One of the many corner cases that will kill your application or open it to DoS
(malicious or not).

I.e. you can DoS any nodejs application if

    
    
        * you can trigger it in making 4 DNS queries
        * and it does disk i/o (or uses any other core module using the thread pool)
    

> There are discussions around it

I've seen tickets opened since more than a year on this, without anything
showing a willingness to improve that. Version 0.9 even removed the
possibility to increase the number of thread (which they re-added in 0.10).

> such issues impact all frameworks

When you start using node, you don't expect that your bottleneck is a thread
pool.

In non async frameworks you know you'll have this kind of problems, you can
design around it, and a DNS query in some module can't block I/Os for the
whole application.

> If you want to scale node, you would use multiple processes.

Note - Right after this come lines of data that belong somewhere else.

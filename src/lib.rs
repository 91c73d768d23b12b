//! GlowSync - Simulated Wearable and Ambient Tile Workout Tracker
//!
//! A virtual wearable controller and a virtual ambient-light wall tile mirror
//! one shared workout session. The session core tracks reps, calories,
//! duration, and a simulated heart rate, driven by a cancellable one-second
//! clock while the session is active.

pub mod display;
pub mod storage;
pub mod workouts;

// Re-export commonly used types
pub use display::{TileView, WatchPanel, WatchView};
pub use storage::config::AppConfig;
pub use workouts::controller::SessionController;
pub use workouts::types::{ActivityStatus, SessionConfig, WorkoutAction, WorkoutState};
//! Ambient wall tile view.
//!
//! The tile maps rep progress onto three light phases and keeps its matrix
//! display hidden while the session is idle.

use crate::workouts::types::{ActivityStatus, WorkoutState};
use serde::{Deserialize, Serialize};

/// Edge color shown while the tile is dark.
const IDLE_EDGE_COLOR: GlowColor = GlowColor::new(0x33, 0x33, 0x33);

/// Edge stroke width while idle.
const IDLE_EDGE_WIDTH: u8 = 2;

/// Edge stroke width while lit.
const LIT_EDGE_WIDTH: u8 = 8;

/// RGB color of the tile's edge light.
#[derive(Debug, Clone, Copy, PartialEq, Eq, Serialize, Deserialize)]
pub struct GlowColor {
    pub r: u8,
    pub g: u8,
    pub b: u8,
}

impl GlowColor {
    pub const fn new(r: u8, g: u8, b: u8) -> Self {
        Self { r, g, b }
    }

    /// Hex string, e.g. `#10b981`.
    pub fn to_hex(&self) -> String {
        format!("#{:02x}{:02x}{:02x}", self.r, self.g, self.b)
    }
}

/// Progress band of the edge light.
#[derive(Debug, Clone, Copy, PartialEq, Eq, Serialize, Deserialize)]
#[serde(rename_all = "SCREAMING_SNAKE_CASE")]
pub enum LightPhase {
    /// Below 33% (red)
    Phase1,
    /// 33% to below 66% (amber)
    Phase2,
    /// 66% and above (emerald)
    Phase3,
}

impl LightPhase {
    /// Phase for a progress percentage.
    pub fn from_progress(percent: f64) -> Self {
        if percent < 33.0 {
            LightPhase::Phase1
        } else if percent < 66.0 {
            LightPhase::Phase2
        } else {
            LightPhase::Phase3
        }
    }

    /// Edge light color for this phase.
    pub fn color(&self) -> GlowColor {
        match self {
            LightPhase::Phase1 => GlowColor::new(0xef, 0x44, 0x44),
            LightPhase::Phase2 => GlowColor::new(0xea, 0xb3, 0x08),
            LightPhase::Phase3 => GlowColor::new(0x10, 0xb9, 0x81),
        }
    }

    /// Opacity of the halo around the edge light.
    pub fn glow_alpha(&self) -> f32 {
        match self {
            LightPhase::Phase1 | LightPhase::Phase2 => 0.6,
            LightPhase::Phase3 => 0.8,
        }
    }
}

impl std::fmt::Display for LightPhase {
    fn fmt(&self, f: &mut std::fmt::Formatter<'_>) -> std::fmt::Result {
        match self {
            LightPhase::Phase1 => write!(f, "Phase 1"),
            LightPhase::Phase2 => write!(f, "Phase 2"),
            LightPhase::Phase3 => write!(f, "Phase 3"),
        }
    }
}

/// Everything the tile needs to draw one frame.
#[derive(Debug, Clone, PartialEq)]
pub struct TileView {
    pub target: u32,
    pub count: u32,
    /// Progress toward the goal, 0-100
    pub progress_percent: f64,
    pub phase: LightPhase,
    pub edge_color: GlowColor,
    pub edge_width: u8,
    /// Opacity of the halo around the edge; 0 while dark
    pub glow_alpha: f32,
    /// Matrix display visibility; dark while idle
    pub visible: bool,
    pub goal_reached: bool,
    /// Scale of the translucent progress fill
    pub fill_scale: f64,
}

impl TileView {
    pub fn from_state(state: &WorkoutState) -> Self {
        let progress_percent = state.progress_percent();
        let phase = LightPhase::from_progress(progress_percent);
        let visible = state.status != ActivityStatus::Idle;

        Self {
            target: state.target,
            count: state.count,
            progress_percent,
            phase,
            edge_color: if visible { phase.color() } else { IDLE_EDGE_COLOR },
            edge_width: if visible { LIT_EDGE_WIDTH } else { IDLE_EDGE_WIDTH },
            glow_alpha: if visible { phase.glow_alpha() } else { 0.0 },
            visible,
            goal_reached: state.is_goal_reached(),
            fill_scale: 0.8 + progress_percent / 500.0,
        }
    }
}

impl std::fmt::Display for TileView {
    fn fmt(&self, f: &mut std::fmt::Formatter<'_>) -> std::fmt::Result {
        if !self.visible {
            return write!(f, "[tile] dark");
        }
        write!(
            f,
            "[tile] {}/{} ({:.0}%) {} {}",
            self.count,
            self.target,
            self.progress_percent,
            self.phase,
            self.edge_color.to_hex()
        )?;
        if self.goal_reached {
            write!(f, " GOAL REACHED")?;
        }
        Ok(())
    }
}
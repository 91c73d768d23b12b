//! Headless views for the wearable panel and the ambient tile.

pub mod tile;
pub mod watch;

pub use tile::{GlowColor, LightPhase, TileView};
pub use watch::{format_duration, Control, MotionTrace, WatchPanel, WatchView};
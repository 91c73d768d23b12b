//! Storage module for configuration.

pub mod config;

pub use config::{AppConfig, ConfigError, DemoSettings};
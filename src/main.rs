//! GlowSync - Simulated Wearable and Ambient Tile Workout Tracker
//!
//! Headless demo: runs one scripted session and prints the watch and tile
//! views after every state change.

use anyhow::Context;
use glowsync::display::{Control, TileView, WatchPanel, WatchView};
use glowsync::storage::config::{load_config, load_config_from, AppConfig};
use glowsync::workouts::{RandomJitter, SessionController};
use rand::rngs::StdRng;
use rand::SeedableRng;
use std::path::PathBuf;
use std::time::Duration;
use tracing_subscriber::{layer::SubscriberExt, util::SubscriberInitExt, EnvFilter};

/// Accelerometer noise sampling period.
const NOISE_INTERVAL: Duration = Duration::from_millis(100);

#[tokio::main]
async fn main() -> anyhow::Result<()> {
    tracing_subscriber::registry()
        .with(EnvFilter::try_from_default_env().unwrap_or_else(|_| EnvFilter::new("info")))
        .with(tracing_subscriber::fmt::layer())
        .init();

    tracing::info!("Starting GlowSync v{}", env!("CARGO_PKG_VERSION"));

    let config = match std::env::args().nth(1).map(PathBuf::from) {
        Some(path) => load_config_from(&path)
            .with_context(|| format!("loading config from {}", path.display()))?,
        None => load_config().context("loading config")?,
    };

    run_demo(config).await
}

async fn run_demo(config: AppConfig) -> anyhow::Result<()> {
    let jitter = match config.demo.seed {
        Some(seed) => RandomJitter::seeded(seed),
        None => RandomJitter::new(),
    };
    let mut rng = match config.demo.seed {
        Some(seed) => StdRng::seed_from_u64(seed.wrapping_add(1)),
        None => StdRng::from_entropy(),
    };

    let controller = SessionController::with_jitter(config.session.clone(), Box::new(jitter))
        .context("creating session")?;

    let mut updates = controller.subscribe();
    let renderer = tokio::spawn(async move {
        while let Some(state) = updates.recv().await {
            tracing::debug!(
                snapshot = %serde_json::to_string(&state).unwrap_or_default(),
                "State update"
            );
            println!("{}", WatchView::from_state(&state));
            println!("{}", TileView::from_state(&state));
        }
    });

    let mut panel = WatchPanel::new(&controller);
    panel.press(Control::Start);

    let mut noise = tokio::time::interval(NOISE_INTERVAL);
    let mut reps = tokio::time::interval_at(
        tokio::time::Instant::now() + Duration::from_millis(config.demo.rep_interval_ms),
        Duration::from_millis(config.demo.rep_interval_ms.max(1)),
    );

    while !controller.snapshot().is_goal_reached() {
        tokio::select! {
            _ = noise.tick() => panel.sample_noise(&mut rng),
            _ = reps.tick() => {
                panel.simulate_motion();
            }
        }
    }

    tracing::info!(
        peak = panel.trace().peak(),
        "Goal reached, accelerometer trace settled"
    );

    if config.demo.pause_after_goal {
        panel.press(Control::Pause);
        tokio::time::sleep(config.session.tick_interval()).await;
    }

    let summary = controller.snapshot();
    println!(
        "Session summary: {} reps, {:.1} kcal, {}s, {:.0} bpm",
        summary.count, summary.calories, summary.duration, summary.heart_rate
    );

    controller.reset();
    drop(panel);
    drop(controller);

    renderer.await.context("renderer task failed")?;
    Ok(())
}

By "unscalable" I meant libraries using O(n) or O(n^2) algos, with 'n' the
number of users or the size of your data, where it would have been easy to do
it in O(log) or O(1).

> Promises not being in core is a good thing

Why ?

> Eventually many of those use cases will switch to using ES6 generators

It hope it will improve, but we are discussing the current state of nodejs

------
noveltyaccount
Premature optimisation is the root of all evil. If you're building something
that will be as big as Twitter, the programming language will be the least of
your problems. Figuring out how to scale all of the connected system
horizontally, independently, will be more important than whether you chose
Node or C# or Java or Python.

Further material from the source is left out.